Popp et al compared efficiency of liver engraftment between rat MSC and rat hepatocytes after intraportal or intra-parenchymal injection (Popp, 2007). They used injection of CCl4 or allylalcohol, and retrorsine treatment, to induce liver injury and inhibit endogenous, regeneration respectively Rat hepatocytes engrafted and even proliferated within livers after transplantation. However, rat MSC did not repopulate liver parenchyma and could not be recovered at 2 days, 2 weeks or 2 months after transplantation, despite demonstration of their transitory presence immediately after transplantation. These negative results in a syngeneic model raised some doubts about in vivo differentiation potential of undifferentiated MSC.

Di Bonzo et al transplanted human bone marrow-derived MSC into the tail vein of mice suffering from either acute or chronic liver injury (di Bonzo, 2008). They observed engraftment especially in the chronic liver injury model, but with few cells differentiating into hepatocytes. Importantly, they demonstrated differentiation of MSC into myofibroblasts, showing a pro-fibrogenic potential of MSC within liver parenchyma. Hence, in the presence of liver injury, MSC from the bone marrow may favor scar formation, instead of contributing to organ recovery (di Bonzo, 2008).

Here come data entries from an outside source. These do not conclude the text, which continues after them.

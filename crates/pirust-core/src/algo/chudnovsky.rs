//! Chudnovsky series with an O(1) per-term recurrence.
//!
//! $$\frac{D\sqrt{E}}{\pi} = \sum_{n \ge 0} \underbrace{\frac{(6n)!}{(n!)^3(3n)!}}_{\text{ratio}}
//! \cdot \frac{\overbrace{Bn + A}^{\text{linear}}}{\underbrace{(-C)^{3n}}_{\text{power}}}$$
//!
//! # Recurrences
//!
//! - $\text{ratio}(n+1) = \text{ratio}(n) \cdot \frac{(12n+2)(12n+6)(12n+10)}{(n+1)^3}$
//! - $\text{power}(n+1) = \text{power}(n) \cdot (-C)^3$
//! - $\text{linear}(n+1) = \text{linear}(n) + B$
//!
//! A worker with stride $T$ folds $T$ single steps into one advance: the
//! small integer factors of the ratio are multiplied exactly, then applied
//! with one float multiplication and one division; the power term is
//! multiplied by $(-C)^{3T}$ and the linear term grows by $B \cdot T$.
//!
//! Factorials are only evaluated by [`Series::state_at`], once per worker.

use ibig::UBig;

use super::Series;
use crate::config::chudnovsky::{A, B, C, D, E};
use crate::float::factorial;
use crate::{BigFloat, PiResult, Precision};

/// The Chudnovsky series.
#[derive(Debug, Clone, Copy, Default)]
pub struct Chudnovsky;

/// Recurrence state of one Chudnovsky worker.
#[derive(Debug, Clone)]
pub struct ChudnovskyState {
    index: u64,
    stride: u64,
    ratio: BigFloat,
    power_term: BigFloat,
    linear_term: BigFloat,
    stride_power: BigFloat,
}

impl ChudnovskyState {
    /// Term index the state currently points at.
    #[inline]
    pub fn index(&self) -> u64 {
        self.index
    }

    /// `(6n)! / ((n!)^3 (3n)!)`
    #[inline]
    pub fn ratio(&self) -> &BigFloat {
        &self.ratio
    }

    /// `(-C)^(3n)`
    #[inline]
    pub fn power_term(&self) -> &BigFloat {
        &self.power_term
    }

    /// `A + B n`
    #[inline]
    pub fn linear_term(&self) -> &BigFloat {
        &self.linear_term
    }

    /// The term `ratio * linear / power`.
    pub fn term(&self) -> PiResult<BigFloat> {
        (&self.ratio * &self.linear_term).try_div(&self.power_term)
    }
}

/// `(-C)^(3 * steps)`.
fn base_power(steps: u64, precision: Precision) -> BigFloat {
    let cube = BigFloat::from_u64(precision, C * C * C);
    cube.pow(steps).with_sign(steps % 2 == 1)
}

impl Series for Chudnovsky {
    type State = ChudnovskyState;

    fn state_at(&self, index: u64, stride: u64, precision: Precision) -> PiResult<ChudnovskyState> {
        let n_fact = factorial(index);
        let multinomial = factorial(6 * index) / (n_fact.pow(3) * factorial(3 * index));
        let linear = UBig::from(A) + UBig::from(B) * UBig::from(index);

        Ok(ChudnovskyState {
            index,
            stride: stride.max(1),
            ratio: BigFloat::from_ubig(precision, multinomial),
            power_term: base_power(index, precision),
            linear_term: BigFloat::from_ubig(precision, linear),
            stride_power: base_power(stride.max(1), precision),
        })
    }

    fn accumulate(&self, state: &ChudnovskyState, sum: &mut BigFloat) -> PiResult<()> {
        *sum += &state.term()?;
        Ok(())
    }

    fn advance(&self, state: &mut ChudnovskyState) -> PiResult<()> {
        let precision = state.ratio.precision();
        let mut numerator = UBig::from(1u8);
        let mut denominator = UBig::from(1u8);
        for m in state.index..state.index + state.stride {
            let k = 12 * m;
            numerator = numerator * UBig::from(k + 2) * UBig::from(k + 6) * UBig::from(k + 10);
            denominator = denominator * UBig::from(m + 1).pow(3);
        }

        state.ratio = (&state.ratio * &BigFloat::from_ubig(precision, numerator))
            .try_div(&BigFloat::from_ubig(precision, denominator))?;
        state.power_term = &state.power_term * &state.stride_power;
        let linear_step = UBig::from(B) * UBig::from(state.stride);
        state.linear_term += &BigFloat::from_ubig(precision, linear_step);
        state.index += state.stride;
        Ok(())
    }

    /// `D * sqrt(E) / sum`
    fn assemble(&self, sum: &BigFloat) -> PiResult<BigFloat> {
        let precision = sum.precision();
        let scale = &BigFloat::from_u64(precision, E).sqrt()? * &BigFloat::from_u64(precision, D);
        scale.try_div(sum)
    }
}

#[cfg(test)]
mod tests {
    use super::*;

    fn p() -> Precision {
        Precision::for_digits(80)
    }

    #[test]
    fn state_at_zero_is_the_leading_term() {
        let state = Chudnovsky.state_at(0, 1, p()).unwrap();
        assert_eq!(state.ratio(), &BigFloat::one(p()));
        assert_eq!(state.power_term(), &BigFloat::one(p()));
        assert_eq!(state.linear_term(), &BigFloat::from_u64(p(), A));
        assert_eq!(state.term().unwrap(), BigFloat::from_u64(p(), A));
    }

    #[test]
    fn state_at_one_matches_closed_form() {
        let state = Chudnovsky.state_at(1, 1, p()).unwrap();
        // 6! / (1 * 3!) = 120
        assert_eq!(state.ratio(), &BigFloat::from_u64(p(), 120));
        assert!(state.power_term().is_negative());
        assert_eq!(
            state.power_term(),
            &-BigFloat::from_u64(p(), 262_537_412_640_768_000)
        );
        assert_eq!(state.linear_term(), &BigFloat::from_u64(p(), A + B));
    }

    #[test]
    fn single_step_advance_matches_direct_initialization() {
        let mut state = Chudnovsky.state_at(0, 1, p()).unwrap();
        for n in 1..=12 {
            Chudnovsky.advance(&mut state).unwrap();
            let direct = Chudnovsky.state_at(n, 1, p()).unwrap();
            assert_eq!(state.index(), n);
            assert!(state.ratio().approx_eq(direct.ratio(), 16), "ratio at n={n}");
            assert!(state.power_term().approx_eq(direct.power_term(), 16), "power at n={n}");
            assert_eq!(state.linear_term(), direct.linear_term(), "linear at n={n}");
        }
    }

    #[test]
    fn strided_advance_matches_direct_initialization() {
        let mut state = Chudnovsky.state_at(3, 4, p()).unwrap();
        for n in [7u64, 11, 15] {
            Chudnovsky.advance(&mut state).unwrap();
            let direct = Chudnovsky.state_at(n, 4, p()).unwrap();
            assert!(state.ratio().approx_eq(direct.ratio(), 16), "ratio at n={n}");
            assert!(state.power_term().approx_eq(direct.power_term(), 16), "power at n={n}");
            assert_eq!(state.linear_term(), direct.linear_term());
            assert!(state.term().unwrap().approx_eq(&direct.term().unwrap(), 16));
        }
    }

    #[test]
    fn one_term_gives_pi_to_thirteen_digits() {
        let mut sum = BigFloat::zero(p());
        let state = Chudnovsky.state_at(0, 1, p()).unwrap();
        Chudnovsky.accumulate(&state, &mut sum).unwrap();
        let pi = Chudnovsky.assemble(&sum).unwrap();
        assert!(pi.to_decimal_string(13).starts_with("3.1415926535897"));
    }

    #[test]
    fn assemble_rejects_zero_sum() {
        assert!(Chudnovsky.assemble(&BigFloat::zero(p())).is_err());
    }
}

However, fibrogenic potential of MSC transplanted into liver parenchyma remains controversial. In rats suffering from CCl4- or dimethylnitrosamine-induced liver fibrosis, MSC transplantation reduced fibrosis and decreased collagen deposist, by mechanisms which remain unknown (Zhao, 2005a).

In summary, MSC and even human skin-derived fibroblasts may differentiate into hepatocytes both in vitro and in vivo, but quantification was performed only in few studies. In contrast, well-conducted, controlled experiments questioned this hepatogenic differentiation potential, both in vitro and in vivo, making it difficult to draw a definitive conclusion. Finally, numbers of differentiated cells after transplantation seem low in most studies, implying further improvement of cell-isolation and differentiation protocols, in order to apply this stem cell technology to clinical settings of liver failure.